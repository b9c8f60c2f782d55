//! Classification of diff results into typed actions.
//!
//! Precedence for one project group:
//!
//! 1. More than one linking value: a single `MultipleLinkingValues`,
//!    no mapping is looked at.
//! 2. Per mapping, too many Repology values with something missing: a
//!    single `TooManyValues`, no add or remove for that mapping.
//! 3. Otherwise one `AddProperty` per missing value, one `NoValue` per
//!    "no value" statement and one `RemoveProperty` per extra value
//!    unless the mapping ignores missing values.

use std::collections::BTreeSet;

use crate::error::Result;
use crate::models::{Action, ActionKind, Mapping, Project};
use crate::pipeline::diff::{ValueDiff, diff_mapping};
use crate::pipeline::index::LINK_FIELD;
use crate::store::{ClaimStore, ClaimValue};

/// Distinct linking values carried by a project group.
pub fn linking_values<'a>(projects: &'a [Project], link_repo: &str) -> BTreeSet<&'a str> {
    projects
        .iter()
        .flat_map(|project| project.values_iter(link_repo, LINK_FIELD))
        .collect()
}

/// Sorted names of a project group.
pub fn project_names(projects: &[Project]) -> Vec<String> {
    let names: BTreeSet<&str> = projects.iter().map(|p| p.name.as_str()).collect();
    names.into_iter().map(String::from).collect()
}

/// Turn one mapping's diff into actions.
pub fn classify_mapping(
    item: &str,
    project_names: &[String],
    mapping: &Mapping,
    diff: &ValueDiff,
) -> Vec<Action> {
    let action = |kind| Action {
        item: item.to_string(),
        project_names: project_names.to_vec(),
        kind,
    };

    if diff.exceeds(mapping.max_entries) {
        return vec![action(ActionKind::TooManyValues {
            repo: mapping.repo.clone(),
            prop: mapping.prop.clone(),
            count: diff.source_count,
        })];
    }

    let mut actions = Vec::new();

    for value in &diff.missing {
        actions.push(action(ActionKind::AddProperty {
            repo: mapping.repo.clone(),
            prop: mapping.prop.clone(),
            value: value.clone(),
            url: mapping.value_url(value),
        }));
    }

    for claim in &diff.extra {
        match claim {
            ClaimValue::NoValue => actions.push(action(ActionKind::NoValue {
                repo: mapping.repo.clone(),
                prop: mapping.prop.clone(),
            })),
            ClaimValue::Value(_) if mapping.ignore_missing => {}
            ClaimValue::Value(value) => actions.push(action(ActionKind::RemoveProperty {
                repo: mapping.repo.clone(),
                prop: mapping.prop.clone(),
                value: value.clone(),
                url: mapping.value_url(value),
                history_urls: mapping.history_urls(value),
            })),
        }
    }

    actions
}

/// Classifier running every enabled mapping against the claim store.
pub struct Classifier<'a> {
    store: &'a dyn ClaimStore,
    mappings: Vec<&'a Mapping>,
    link_repo: &'a str,
}

impl<'a> Classifier<'a> {
    /// Create a classifier over the mappings selected by `filter`
    /// (repository names or property ids; empty selects all).
    pub fn new(
        store: &'a dyn ClaimStore,
        mappings: &'a [Mapping],
        filter: &[String],
        link_repo: &'a str,
    ) -> Self {
        Self {
            store,
            mappings: mappings
                .iter()
                .filter(|mapping| mapping.matches_filter(filter))
                .collect(),
            link_repo,
        }
    }

    /// Mappings in use, in declaration order.
    pub fn mappings(&self) -> &[&'a Mapping] {
        &self.mappings
    }

    /// Produce all actions for the projects linked to `item`.
    pub async fn classify_group(&self, item: &str, projects: &[Project]) -> Result<Vec<Action>> {
        let names = project_names(projects);

        if linking_values(projects, self.link_repo).len() > 1 {
            return Ok(vec![Action {
                item: item.to_string(),
                project_names: names,
                kind: ActionKind::MultipleLinkingValues,
            }]);
        }

        let mut actions = Vec::new();
        for mapping in &self.mappings {
            let diff = diff_mapping(self.store, item, projects, mapping).await?;
            actions.extend(classify_mapping(item, &names, mapping, &diff));
        }
        Ok(actions)
    }
}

_____

◆ Problem requirements ◆
Each line from the top of the material above through the line containing "is looked at." must be output exactly, and no other line.

◆ Final answer ◆
repository b9c8f60c2f782d55
//! Classification of diff results into typed actions.
//!
//! Precedence for one project group:
//!
//! 1. More than one linking value: a single `MultipleLinkingValues`,
//!    no mapping is looked at.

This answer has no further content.